> WHAT YOU HAVE TO DO:
The line containing "let name: VersionedName" and every line after it, through the end of the records below: repeat them exactly, nothing more.

> STORED DATA:
==*==
//! # Library Identity
//!
//! [`VersionedName`] names one version of a library: a machine name plus
//! `major.minor`, optionally refined by a patch number. Its string form, the
//! *ubername*, is `machineName-major.minor`; the patch never appears in it.
//!
//! Content parameters reference sub-libraries as `machineName major.minor`
//! (space separated). [`VersionedName::parse`] accepts both forms.
//!
//! ## Ordering
//!
//! Versions order lexicographically on `(major, minor, patch)`. When the
//! major and minor agree but only one side knows its patch, the result is
//! [`VersionOrdering::PatchUnknown`]: the ordering is partial, and callers
//! decide what an unknown patch means for them.

use std::cmp::Ordering;
use std::fmt;
use std::str::FromStr;

use once_cell::sync::Lazy;
use regex::Regex;
use serde::{Deserialize, Serialize};

use crate::error::NameError;

static MACHINE_NAME: Lazy<Regex> =
    Lazy::new(|| Regex::new(r"^[A-Za-z0-9_.]+$").expect("machine name regex"));
static LIBRARY_STRING: Lazy<Regex> = Lazy::new(|| {
    Regex::new(r"^([A-Za-z0-9_.]+)[- ]([0-9]+)\.([0-9]+)$").expect("library string regex")
});

/// Result of comparing two library versions.
#[derive(Debug, Clone, Copy, PartialEq, Eq)]
pub enum VersionOrdering {
    /// The left version is older.
    Less,
    /// Both versions are identical (patches included, when both are known).
    Equal,
    /// The left version is newer.
    Greater,
    /// Major and minor agree, but only one side carries a patch number.
    PatchUnknown,
}

impl VersionOrdering {
    /// Converts to a total [`Ordering`], or `None` when the patch is unknown.
    pub fn to_ordering(self) -> Option<Ordering> {
        match self {
            Self::Less => Some(Ordering::Less),
            Self::Equal => Some(Ordering::Equal),
            Self::Greater => Some(Ordering::Greater),
            Self::PatchUnknown => None,
        }
    }

    /// Legacy numeric form: negative, zero, positive. An unknown patch maps
    /// to zero.
    pub fn signum(self) -> i32 {
        match self {
            Self::Less => -1,
            Self::Greater => 1,
            Self::Equal | Self::PatchUnknown => 0,
        }
    }
}

impl From<Ordering> for VersionOrdering {
    fn from(ordering: Ordering) -> Self {
        match ordering {
            Ordering::Less => Self::Less,
            Ordering::Equal => Self::Equal,
            Ordering::Greater => Self::Greater,
        }
    }
}

/// Immutable identity of a library version.
///
/// Serializes with the field names used in `library.json` dependency lists
/// (`machineName`, `majorVersion`, `minorVersion`, `patchVersion`).
#[derive(Debug, Clone, PartialEq, Eq, Hash, Serialize, Deserialize)]
#[serde(try_from = "RawVersionedName", rename_all = "camelCase")]
pub struct VersionedName {
    machine_name: String,
    major_version: u32,
    minor_version: u32,
    #[serde(skip_serializing_if = "Option::is_none")]
    patch_version: Option<u32>,
}

#[derive(Deserialize)]
#[serde(rename_all = "camelCase")]
struct RawVersionedName {
    machine_name: String,
    major_version: u32,
    minor_version: u32,
    #[serde(default)]
    patch_version: Option<u32>,
}

impl TryFrom<RawVersionedName> for VersionedName {
    type Error = NameError;

    fn try_from(raw: RawVersionedName) -> Result<Self, Self::Error> {
        let name = Self::new(raw.machine_name, raw.major_version, raw.minor_version)?;
        Ok(match raw.patch_version {
            Some(patch) => name.with_patch(patch),
            None => name,
        })
    }
}

impl VersionedName {
    /// Create a version without a patch number.
    ///
    /// # Errors
    ///
    /// Returns [`NameError::InvalidMachineName`] if the machine name is empty
    /// or contains characters outside `[A-Za-z0-9_.]`.
    pub fn new(machine_name: impl Into<String>, major: u32, minor: u32) -> Result<Self, NameError> {
        let machine_name = machine_name.into();
        if !MACHINE_NAME.is_match(&machine_name) {
            return Err(NameError::InvalidMachineName(machine_name));
        }
        Ok(Self {
            machine_name,
            major_version: major,
            minor_version: minor,
            patch_version: None,
        })
    }

    /// Returns the same version refined with a patch number.
    pub fn with_patch(mut self, patch: u32) -> Self {
        self.patch_version = Some(patch);
        self
    }

    /// Parse `Name-1.2` (ubername) or `Name 1.2` (content parameter form).
    pub fn parse(input: &str) -> Result<Self, NameError> {
        let caps = LIBRARY_STRING
            .captures(input.trim())
            .ok_or_else(|| NameError::InvalidUbername(input.to_string()))?;
        let major = caps[2]
            .parse()
            .map_err(|_| NameError::InvalidUbername(input.to_string()))?;
        let minor = caps[3]
            .parse()
            .map_err(|_| NameError::InvalidUbername(input.to_string()))?;
        Self::new(&caps[1], major, minor)
    }

    /// The machine name, e.g. `H5P.Example`.
    pub fn machine_name(&self) -> &str {
        &self.machine_name
    }

    /// Major version.
    pub fn major(&self) -> u32 {
        self.major_version
    }

    /// Minor version.
    pub fn minor(&self) -> u32 {
        self.minor_version
    }

    /// Patch version, if known.
    pub fn patch(&self) -> Option<u32> {
        self.patch_version
    }

    /// `machineName-major.minor`.
    pub fn ubername(&self) -> String {
        format!("{}-{}.{}", self.machine_name, self.major_version, self.minor_version)
    }

    /// `major.minor` or `major.minor.patch`.
    pub fn version_string(&self) -> String {
        match self.patch_version {
            Some(patch) => format!("{}.{}.{}", self.major_version, self.minor_version, patch),
            None => format!("{}.{}", self.major_version, self.minor_version),
        }
    }

    /// Compare versions, ignoring machine names.
    pub fn compare(&self, other: &Self) -> VersionOrdering {
        let head = (self.major_version, self.minor_version)
            .cmp(&(other.major_version, other.minor_version));
        if head != Ordering::Equal {
            return head.into();
        }
        match (self.patch_version, other.patch_version) {
            (Some(a), Some(b)) => a.cmp(&b).into(),
            (None, None) => VersionOrdering::Equal,
            _ => VersionOrdering::PatchUnknown,
        }
    }

    /// Same machine name and same `major.minor`.
    pub fn same_major_minor(&self, other: &Self) -> bool {
        self.machine_name == other.machine_name
            && self.major_version == other.major_version
            && self.minor_version == other.minor_version
    }

    /// Identity comparison: the patch is only significant when both sides
    /// carry one.
    pub fn matches(&self, other: &Self) -> bool {
        self.same_major_minor(other)
            && match (self.patch_version, other.patch_version) {
                (Some(a), Some(b)) => a == b,
                _ => true,
            }
    }

    /// Whether `other` names this library version in either string form.
    pub fn matches_str(&self, other: &str) -> bool {
        Self::parse(other).is_ok_and(|parsed| self.same_major_minor(&parsed))
    }
}

impl fmt::Display for VersionedName {
    fn fmt(&self, f: &mut fmt::Formatter<'_>) -> fmt::Result {
        write!(f, "{}-{}.{}", self.machine_name, self.major_version, self.minor_version)
    }
}

impl FromStr for VersionedName {
    type Err = NameError;

    fn from_str(s: &str) -> Result<Self, Self::Err> {
        Self::parse(s)
    }
}

#[cfg(test)]
mod tests {
    use super::*;

    fn v(major: u32, minor: u32, patch: u32) -> VersionedName {
        VersionedName::new("H5P.Example", major, minor)
            .unwrap()
            .with_patch(patch)
    }

    #[test]
    fn ubername_omits_patch() {
        assert_eq!(v(1, 2, 7).ubername(), "H5P.Example-1.2");
        assert_eq!(v(1, 2, 7).to_string(), "H5P.Example-1.2");
        assert_eq!(v(1, 2, 7).version_string(), "1.2.7");
    }

    #[test]
    fn parse_accepts_both_forms() {
        let dash = VersionedName::parse("H5P.Image-1.1").unwrap();
        let space = VersionedName::parse("H5P.Image 1.1").unwrap();
        assert_eq!(dash, space);
        assert_eq!(dash.machine_name(), "H5P.Image");
        assert_eq!((dash.major(), dash.minor(), dash.patch()), (1, 1, None));
    }

    #[test]
    fn parse_rejects_malformed() {
        for bad in ["H5P.Image", "H5P.Image-1", "H5P Image-1.1", "-1.1", "H5P.Image-a.b", ""] {
            assert!(VersionedName::parse(bad).is_err(), "{bad} should not parse");
        }
    }

    #[test]
    fn new_rejects_invalid_machine_name() {
        assert_eq!(
            VersionedName::new("H5P-Example", 1, 0),
            Err(NameError::InvalidMachineName("H5P-Example".to_string()))
        );
        assert!(VersionedName::new("", 1, 0).is_err());
    }

    #[test]
    fn compare_orders_lexicographically() {
        assert_eq!(v(1, 2, 0).compare(&v(1, 2, 1)), VersionOrdering::Less);
        assert_eq!(v(1, 2, 1).compare(&v(1, 2, 0)), VersionOrdering::Greater);
        assert_eq!(v(1, 10, 0).compare(&v(2, 0, 0)), VersionOrdering::Less);
        assert_eq!(v(1, 10, 0).compare(&v(1, 9, 99)), VersionOrdering::Greater);
        assert_eq!(v(3, 1, 4).compare(&v(3, 1, 4)), VersionOrdering::Equal);
        assert!(v(1, 2, 0).compare(&v(1, 2, 1)).signum() < 0);
    }

    #[test]
    fn compare_with_missing_patch_is_unknown() {
        let bare = VersionedName::new("H5P.Example", 1, 2).unwrap();
        let ordering = bare.compare(&v(1, 2, 5));
        assert_eq!(ordering, VersionOrdering::PatchUnknown);
        assert_eq!(ordering.to_ordering(), None);
        assert_eq!(ordering.signum(), 0);
        // Major/minor still decide when they differ.
        assert_eq!(bare.compare(&v(1, 3, 0)), VersionOrdering::Less);
    }

    #[test]
    fn matches_ignores_patch_unless_both_present() {
        let bare = VersionedName::new("H5P.Example", 1, 2).unwrap();
        assert!(bare.matches(&v(1, 2, 3)));
        assert!(v(1, 2, 3).matches(&v(1, 2, 3)));
        assert!(!v(1, 2, 3).matches(&v(1, 2, 4)));
        assert!(!bare.matches(&v(1, 3, 0)));
    }

    #[test]
    fn matches_str_accepts_content_form() {
        assert!(v(1, 2, 0).matches_str("H5P.Example 1.2"));
        assert!(v(1, 2, 0).matches_str("H5P.Example-1.2"));
        assert!(!v(1, 2, 0).matches_str("H5P.Other 1.2"));
        assert!(!v(1, 2, 0).matches_str("garbage"));
    }

    #[test]
    fn serde_uses_library_json_field_names() {
        let json = serde_json::json!({
            "machineName": "H5P.Question",
            "majorVersion": 1,
            "minorVersion": 4
        });
        let name: VersionedName = serde_json::from_value(json).unwrap();
        assert_eq!(name.ubername(), "H5P.Question-1.4");
        let back = serde_json::to_value(&name).unwrap();
        assert!(back.get("patchVersion").is_none());
    }

    #[test]
    fn serde_rejects_invalid_machine_name() {
        let json = serde_json::json!({
            "machineName": "bad name",
            "majorVersion": 1,
            "minorVersion": 0
        });
        assert!(serde_json::from_value::<VersionedName>(json).is_err());
    }
}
==*==
> WRITTEN RESPONSE:
        let name: VersionedName = serde_json::from_value(json).unwrap();
        assert_eq!(name.ubername(), "H5P.Question-1.4");
        let back = serde_json::to_value(&name).unwrap();
        assert!(back.get("patchVersion").is_none());
    }

    #[test]
    fn serde_rejects_invalid_machine_name() {
        let json = serde_json::json!({
            "machineName": "bad name",
            "majorVersion": 1,
            "minorVersion": 0
        });
        assert!(serde_json::from_value::<VersionedName>(json).is_err());
    }
}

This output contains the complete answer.